All the entries that follow are to be returned exactly.
[[ Input data, beginning ]]
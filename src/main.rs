//! echo-server: A line-oriented TCP echo server
//!
//! Accepts connections on an IPv4 port and writes every line a client
//! sends back to it, one task per connection.
//!
//! Features:
//! - Lines echoed in chunks of up to 1023 bytes, in order, per connection
//! - Optional verbose logging of received data to stdout
//! - Configuration via CLI arguments or TOML file

mod config;
mod protocols;
mod server;

use config::Config;
use server::Server;
use std::process::ExitCode;
use tracing::info;
use tracing_subscriber::EnvFilter;

fn main() -> ExitCode {
    // Load configuration; bad arguments exit inside clap
    let config = match Config::load() {
        Ok(config) => config,
        Err(e) => {
            eprintln!("{e}");
            return ExitCode::FAILURE;
        }
    };

    // Initialize logging; stdout is reserved for the console output
    let filter =
        EnvFilter::try_from_default_env().unwrap_or_else(|_| EnvFilter::new(&config.log_level));

    tracing_subscriber::fmt()
        .with_env_filter(filter)
        .with_target(false)
        .with_writer(std::io::stderr)
        .init();

    info!(
        port = config.port,
        verbose = config.verbose,
        "Starting echo server"
    );

    match run(config) {
        Ok(()) => ExitCode::SUCCESS,
        Err(e) => {
            eprintln!("{e}");
            ExitCode::FAILURE
        }
    }
}

/// Build the Tokio runtime and serve until the process is killed.
fn run(config: Config) -> Result<(), Box<dyn std::error::Error>> {
    let runtime = tokio::runtime::Builder::new_multi_thread()
        .enable_all()
        .build()?;

    runtime.block_on(async {
        let server = Server::bind(config.listen_addr(), config.verbose)?;
        server.run().await;
        Ok::<(), Box<dyn std::error::Error>>(())
    })
}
[[ Input data, end ]]
■ Response:
filename src/main.rs
//! echo-server: A line-oriented TCP echo server
//!
//! Accepts connections on an IPv4 port and writes every line a client
//! sends back to it, one task per connection.
//!
//! Features:
//! - Lines echoed in chunks of up to 1023 bytes, in order, per connection
//! - Optional verbose logging of received data to stdout
//! - Configuration via CLI arguments or TOML file

mod config;
mod protocols;
mod server;

use config::Config;
use server::Server;
use std::process::ExitCode;
use tracing::info;
use tracing_subscriber::EnvFilter;

fn main() -> ExitCode {
    // Load configuration; bad arguments exit inside clap
    let config = match Config::load() {
        Ok(config) => config,
        Err(e) => {
            eprintln!("{e}");
            return ExitCode::FAILURE;
        }
    };

    // Initialize logging; stdout is reserved for the console output
    let filter =
        EnvFilter::try_from_default_env().unwrap_or_else(|_| EnvFilter::new(&config.log_level));

    tracing_subscriber::fmt()
        .with_env_filter(filter)
        .with_target(false)
        .with_writer(std::io::stderr)
        .init();

    info!(
        port = config.port,
        verbose = config.verbose,
        "Starting echo server"
    );

    match run(config) {
        Ok(()) => ExitCode::SUCCESS,
        Err(e) => {
            eprintln!("{e}");
            ExitCode::FAILURE
        }
    }
}

/// Build the Tokio runtime and serve until the process is killed.
fn run(config: Config) -> Result<(), Box<dyn std::error::Error>> {
    let runtime = tokio::runtime::Builder::new_multi_thread()
        .enable_all()
        .build()?;

    runtime.block_on(async {
        let server = Server::bind(config.listen_addr(), config.verbose)?;
        server.run().await;
        Ok::<(), Box<dyn std::error::Error>>(())
    })
}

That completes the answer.